- **EXERCISE OBJECTIVE**: Reproduce each line of the entries that carries "return".

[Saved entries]
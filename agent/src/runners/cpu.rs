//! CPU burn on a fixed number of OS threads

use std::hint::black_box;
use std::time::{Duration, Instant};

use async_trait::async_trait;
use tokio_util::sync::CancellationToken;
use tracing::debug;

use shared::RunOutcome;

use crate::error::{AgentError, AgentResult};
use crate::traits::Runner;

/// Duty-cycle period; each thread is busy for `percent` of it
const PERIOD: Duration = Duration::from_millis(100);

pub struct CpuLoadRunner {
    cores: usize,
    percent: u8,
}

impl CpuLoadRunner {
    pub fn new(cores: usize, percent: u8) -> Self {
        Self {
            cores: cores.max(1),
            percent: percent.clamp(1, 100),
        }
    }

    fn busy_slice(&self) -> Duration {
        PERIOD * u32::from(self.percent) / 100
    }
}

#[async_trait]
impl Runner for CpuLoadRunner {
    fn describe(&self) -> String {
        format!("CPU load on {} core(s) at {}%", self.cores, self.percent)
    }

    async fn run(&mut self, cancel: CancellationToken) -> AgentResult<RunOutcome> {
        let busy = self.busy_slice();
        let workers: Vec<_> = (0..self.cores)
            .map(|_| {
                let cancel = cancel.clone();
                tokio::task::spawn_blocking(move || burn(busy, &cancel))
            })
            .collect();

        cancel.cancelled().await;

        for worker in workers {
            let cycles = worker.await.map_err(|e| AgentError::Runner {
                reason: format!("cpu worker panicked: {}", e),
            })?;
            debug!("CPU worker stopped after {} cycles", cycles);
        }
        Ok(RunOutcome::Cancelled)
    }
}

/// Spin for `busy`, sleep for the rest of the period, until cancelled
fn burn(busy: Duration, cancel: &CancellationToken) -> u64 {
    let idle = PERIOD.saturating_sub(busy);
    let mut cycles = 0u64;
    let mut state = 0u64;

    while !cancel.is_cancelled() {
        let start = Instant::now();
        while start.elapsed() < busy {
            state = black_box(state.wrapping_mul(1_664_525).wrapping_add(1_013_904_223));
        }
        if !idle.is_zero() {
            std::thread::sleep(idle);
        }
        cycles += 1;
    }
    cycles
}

* * *

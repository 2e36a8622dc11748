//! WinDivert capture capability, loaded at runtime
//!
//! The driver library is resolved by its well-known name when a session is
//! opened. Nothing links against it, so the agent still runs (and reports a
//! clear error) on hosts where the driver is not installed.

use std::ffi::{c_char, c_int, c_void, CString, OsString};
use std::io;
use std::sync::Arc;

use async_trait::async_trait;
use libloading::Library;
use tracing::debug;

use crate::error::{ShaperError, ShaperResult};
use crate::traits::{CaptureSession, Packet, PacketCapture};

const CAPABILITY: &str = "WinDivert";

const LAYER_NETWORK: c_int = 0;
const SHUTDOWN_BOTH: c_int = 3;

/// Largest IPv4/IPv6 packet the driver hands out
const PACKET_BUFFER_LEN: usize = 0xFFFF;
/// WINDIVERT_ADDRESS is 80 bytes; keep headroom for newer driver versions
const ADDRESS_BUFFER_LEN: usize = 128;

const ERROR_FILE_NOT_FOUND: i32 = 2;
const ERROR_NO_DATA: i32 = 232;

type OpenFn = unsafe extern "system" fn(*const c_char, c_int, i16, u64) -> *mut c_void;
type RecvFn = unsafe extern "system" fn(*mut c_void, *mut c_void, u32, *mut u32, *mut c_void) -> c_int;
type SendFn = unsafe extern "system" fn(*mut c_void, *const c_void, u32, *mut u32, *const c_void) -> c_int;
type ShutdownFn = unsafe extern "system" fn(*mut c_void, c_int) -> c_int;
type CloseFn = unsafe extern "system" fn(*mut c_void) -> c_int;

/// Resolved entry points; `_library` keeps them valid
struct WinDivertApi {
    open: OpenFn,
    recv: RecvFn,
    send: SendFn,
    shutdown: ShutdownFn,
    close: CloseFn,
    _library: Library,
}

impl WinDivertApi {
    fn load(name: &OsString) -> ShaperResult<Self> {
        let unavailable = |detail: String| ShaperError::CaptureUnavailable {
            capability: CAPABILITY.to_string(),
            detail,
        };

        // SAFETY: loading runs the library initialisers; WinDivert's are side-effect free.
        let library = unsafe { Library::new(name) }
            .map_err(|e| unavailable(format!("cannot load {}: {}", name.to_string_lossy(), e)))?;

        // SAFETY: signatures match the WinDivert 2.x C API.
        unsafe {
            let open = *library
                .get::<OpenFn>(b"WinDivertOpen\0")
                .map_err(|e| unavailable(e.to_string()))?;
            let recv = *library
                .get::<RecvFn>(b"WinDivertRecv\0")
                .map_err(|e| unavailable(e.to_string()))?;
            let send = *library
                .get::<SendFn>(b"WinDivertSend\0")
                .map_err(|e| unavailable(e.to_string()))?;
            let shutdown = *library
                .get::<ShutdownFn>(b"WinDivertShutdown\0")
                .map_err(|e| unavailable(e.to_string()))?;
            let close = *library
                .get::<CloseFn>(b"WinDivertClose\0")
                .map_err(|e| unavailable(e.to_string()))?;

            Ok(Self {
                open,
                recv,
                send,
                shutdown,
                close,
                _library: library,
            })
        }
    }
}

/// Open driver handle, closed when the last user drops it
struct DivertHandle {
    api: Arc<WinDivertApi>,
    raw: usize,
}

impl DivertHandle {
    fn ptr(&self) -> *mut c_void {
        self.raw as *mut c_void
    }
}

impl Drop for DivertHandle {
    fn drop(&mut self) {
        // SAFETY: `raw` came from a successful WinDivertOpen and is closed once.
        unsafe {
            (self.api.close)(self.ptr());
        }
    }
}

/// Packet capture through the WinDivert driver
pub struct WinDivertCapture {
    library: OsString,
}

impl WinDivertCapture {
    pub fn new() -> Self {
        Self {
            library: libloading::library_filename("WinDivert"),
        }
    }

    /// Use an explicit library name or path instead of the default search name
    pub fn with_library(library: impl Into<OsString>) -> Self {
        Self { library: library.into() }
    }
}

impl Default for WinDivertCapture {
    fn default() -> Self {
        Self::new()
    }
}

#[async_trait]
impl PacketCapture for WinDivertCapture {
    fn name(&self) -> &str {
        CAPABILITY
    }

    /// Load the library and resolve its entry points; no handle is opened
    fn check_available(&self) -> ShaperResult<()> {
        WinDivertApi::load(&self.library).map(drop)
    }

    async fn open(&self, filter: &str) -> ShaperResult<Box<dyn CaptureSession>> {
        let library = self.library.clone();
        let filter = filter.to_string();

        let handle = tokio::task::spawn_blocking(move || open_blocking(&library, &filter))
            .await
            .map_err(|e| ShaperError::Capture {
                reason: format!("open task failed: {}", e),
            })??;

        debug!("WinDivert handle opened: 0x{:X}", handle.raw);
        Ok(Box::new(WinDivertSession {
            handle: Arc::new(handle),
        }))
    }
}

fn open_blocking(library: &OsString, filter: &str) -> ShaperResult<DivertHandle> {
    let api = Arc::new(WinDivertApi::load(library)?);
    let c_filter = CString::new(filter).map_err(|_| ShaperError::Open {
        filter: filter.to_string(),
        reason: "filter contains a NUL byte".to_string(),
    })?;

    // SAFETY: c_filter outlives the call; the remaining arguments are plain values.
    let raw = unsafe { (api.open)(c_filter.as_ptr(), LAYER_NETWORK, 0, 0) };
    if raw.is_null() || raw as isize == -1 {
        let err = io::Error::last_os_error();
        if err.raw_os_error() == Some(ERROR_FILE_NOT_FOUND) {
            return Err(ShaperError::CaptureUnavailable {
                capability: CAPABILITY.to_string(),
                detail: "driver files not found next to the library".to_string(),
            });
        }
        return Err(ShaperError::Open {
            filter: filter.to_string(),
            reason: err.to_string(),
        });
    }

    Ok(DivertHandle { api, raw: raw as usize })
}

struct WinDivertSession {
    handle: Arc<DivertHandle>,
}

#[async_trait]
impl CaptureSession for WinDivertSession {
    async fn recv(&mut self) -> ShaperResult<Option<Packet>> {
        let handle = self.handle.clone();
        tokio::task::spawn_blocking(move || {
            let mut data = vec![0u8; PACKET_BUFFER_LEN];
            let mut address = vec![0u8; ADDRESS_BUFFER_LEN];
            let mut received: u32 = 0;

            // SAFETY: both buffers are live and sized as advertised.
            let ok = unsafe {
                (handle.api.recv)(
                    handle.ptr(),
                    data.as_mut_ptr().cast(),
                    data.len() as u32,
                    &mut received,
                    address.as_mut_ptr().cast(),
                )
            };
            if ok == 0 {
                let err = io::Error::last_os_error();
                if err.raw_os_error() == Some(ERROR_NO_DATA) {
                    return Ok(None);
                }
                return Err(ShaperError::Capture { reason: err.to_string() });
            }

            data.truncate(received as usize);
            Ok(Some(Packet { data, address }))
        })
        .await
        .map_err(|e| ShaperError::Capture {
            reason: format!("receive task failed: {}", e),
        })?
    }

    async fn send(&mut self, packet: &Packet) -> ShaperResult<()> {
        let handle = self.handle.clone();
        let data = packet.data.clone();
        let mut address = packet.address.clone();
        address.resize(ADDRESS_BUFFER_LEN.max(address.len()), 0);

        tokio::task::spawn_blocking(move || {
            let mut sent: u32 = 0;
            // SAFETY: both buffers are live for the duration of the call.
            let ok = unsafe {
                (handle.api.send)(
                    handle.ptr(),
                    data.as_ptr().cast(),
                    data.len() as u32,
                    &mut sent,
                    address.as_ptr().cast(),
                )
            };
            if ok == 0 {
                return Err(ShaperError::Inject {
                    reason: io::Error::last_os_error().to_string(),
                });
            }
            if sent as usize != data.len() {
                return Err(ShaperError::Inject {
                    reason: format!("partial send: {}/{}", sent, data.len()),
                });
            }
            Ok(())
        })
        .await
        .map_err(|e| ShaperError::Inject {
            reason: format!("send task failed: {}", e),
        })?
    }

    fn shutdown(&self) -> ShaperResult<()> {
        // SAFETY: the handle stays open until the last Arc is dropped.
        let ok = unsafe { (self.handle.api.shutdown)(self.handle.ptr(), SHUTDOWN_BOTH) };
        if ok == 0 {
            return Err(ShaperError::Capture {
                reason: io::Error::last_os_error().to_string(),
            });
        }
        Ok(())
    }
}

- **SOLUTION**:
            return Err(ShaperError::CaptureUnavailable {
        return Err(ShaperError::Open {
                    return Ok(None);
                return Err(ShaperError::Capture { reason: err.to_string() });
                return Err(ShaperError::Inject {
                return Err(ShaperError::Inject {
            return Err(ShaperError::Capture {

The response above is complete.